Once we unloaded our bags we headed off to Tian’anmen square. Trying to read the hotel maps with missing streets or

Traditional Red Doors

Traditional Red Doors

street names proved to be a bit of a challenge. We figured we were going in the right direction, but thought we should ask another Westerner who was passing by since we have limited Chinese. This seemed a good choice and a good idea before we missed the opportunity. He told us to return the way we came. We figured we must have been really misreading the map, so took his advice and returned the same way. Along the way I stopped to take lots of photos of regular streets scenes with their interesting red doors and knockers. After walking and walking for what seemed like forever and past a construction area we stopped to look around. It seemed we were 1 small block from where we  should be. Coming out of a small side street we saw the large immense of concrete that is Tian’anmen square.

Tian'anmen Square

Tian’anmen Square

 

Crossing the road we noticed guards and military presence that seemed to be everywhere. A small shack with an x-ray machines and more security allowed us to pass through and enter the square. In the distance the large familiar red building with Mao’s large portrait topped the square and marked the entrance for the Forbidden City. The square was not much to speak of, but held a monument and 2 massive video screens that showed pictures of flora, fauna and nature sites in China. We made our way to the end of the square where a large street divided the square (8-10 lanes of traffic wide) from the entrance to the Forbidden City. Despite it being a Friday, a working day for the locals, a large crowd gathered at the entrance to the Forbidden City.  It was late in the day and the Forbidden City would need hours to tour, so we decided to leave it for another day. The day was smoggy and cool, the dampness was starting to chill us, so we turned back towards the hotel.

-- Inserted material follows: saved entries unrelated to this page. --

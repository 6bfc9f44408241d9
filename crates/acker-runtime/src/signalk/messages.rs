//! Server-backed message handler.

use async_trait::async_trait;
use notification_acker::ports::outbound::MessageHandler;
use notification_acker::{AckerError, AckerResult};
use signalk_types::{Delta, SELF_CONTEXT};
use tracing::debug;

use super::client::ClientHandle;

/// Implements `MessageHandler` by sending deltas to the server.
pub struct SignalKMessages {
    client: ClientHandle,
}

impl SignalKMessages {
    pub fn new(client: ClientHandle) -> Self {
        Self { client }
    }
}

#[async_trait]
impl MessageHandler for SignalKMessages {
    async fn handle_message(&self, source_id: &str, delta: Delta) -> AckerResult<()> {
        let delta = if delta.context.is_some() {
            delta
        } else {
            delta.with_context(SELF_CONTEXT)
        };
        debug!(source = source_id, "Queueing delta for server");
        self.client.send_delta(delta).map_err(AckerError::emission)
    }
}

#[cfg(test)]
mod tests {
    use super::*;
    use crate::config::ServerConfig;
    use crate::signalk::client::{Outbound, SignalKClient};
    use serde_json::json;
    use signalk_bus::DeltaBus;
    use std::sync::Arc;

    #[tokio::test]
    async fn test_stopped_client_is_emission_error() {
        let client = SignalKClient::new(ServerConfig::default(), Arc::new(DeltaBus::new()));
        let messages = SignalKMessages::new(client.handle());
        drop(client);

        let result = messages
            .handle_message("acker", Delta::single("mob", json!({"state": "alarm"})))
            .await;
        assert!(matches!(result, Err(AckerError::Emission { .. })));
    }

    #[tokio::test]
    async fn test_queued_while_disconnected() {
        let client = SignalKClient::new(ServerConfig::default(), Arc::new(DeltaBus::new()));
        let mut outbound = client.take_outbound().unwrap();
        let messages = SignalKMessages::new(client.handle());

        // Not connected yet; the delta waits in the queue
        messages
            .handle_message("acker", Delta::single("mob", json!({"state": "alarm", "method": []})))
            .await
            .unwrap();

        let Outbound::Delta(delta) = outbound.try_recv().unwrap() else {
            panic!("expected a queued delta");
        };
        assert_eq!(delta.context.as_deref(), Some(SELF_CONTEXT));
        assert_eq!(
            serde_json::to_value(&delta).unwrap(),
            json!({"context": "vessels.self", "updates": [{"values": [{"path": "mob", "value": {"state": "alarm", "method": []}}]}]})
        );
        assert!(outbound.try_recv().is_err());
    }

    #[tokio::test]
    async fn test_explicit_context_is_kept() {
        let client = SignalKClient::new(ServerConfig::default(), Arc::new(DeltaBus::new()));
        let mut outbound = client.take_outbound().unwrap();
        let messages = SignalKMessages::new(client.handle());

        let delta = Delta::single("mob", json!({"state": "alarm"})).with_context("vessels.urn:mrn:imo:mmsi:230099999");
        messages.handle_message("acker", delta).await.unwrap();

        let Outbound::Delta(delta) = outbound.try_recv().unwrap() else {
            panic!("expected a queued delta");
        };
        assert_eq!(delta.context.as_deref(), Some("vessels.urn:mrn:imo:mmsi:230099999"));
    }
}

Entrance to the Forbidden City

Entrance to the Forbidden City

We decided to stay on the main road back and avoid the construction. We quickly realised this was the way we should have come earlier. We were at the corner to this street when we had asked for directions. Instead of directing us the right way and taking 20 minutes to get to Tian’anmen the directions we were given sent us back the way we came and totally out of our way. We must have walked an hour to get to the square, out of the way, when we were almost there!

Beijing is known for its Peking Duck so we decided that is what we would have for dinner. Luckily the best and oldest place was only a 5 minute walk from the hotel. The restaurant was over 600 years old and very popular. We arrived just before the crowds started to come in. With our limited Chinese and their limited English we were able to order our meal. I was impressed that I remembered a few Chinese words and we ordered our meal of Peking Duck, a spicy beef dish, rice and drinks. The duck arrived with the chef who expertly cut it in front of us. As most meat it came with the head intact. It was easily removed and set on a small plate off to the side to my relief. Once the meat was cooked the chef went to cut the head in half, since we ordered half a duck. We both quickly said boo-shure (NO!). With a grin the chef wheeled the cart and took the head with him. Dinner was tasty. I prefered the beef. The duck looked fantastic and was flavourful, but a bit too oily for me.

Back to the hotel we decided to enquire about getting to the Great Wall. From Beijing there are about 5 different areas you can visit. It happened to be low season and the area we wanted to see is only available by tour. We could do the closest and busiest part of the wall, which is also the least authentic, on our own. We opted for a tour. I prefer to do things on our own and not stop at all the shops where they expect you to buy things, but we also wanted to get to see a part of the wall that was scenic and not a large tourist trap and super crowded. We booked the tour for the next day. Another early start….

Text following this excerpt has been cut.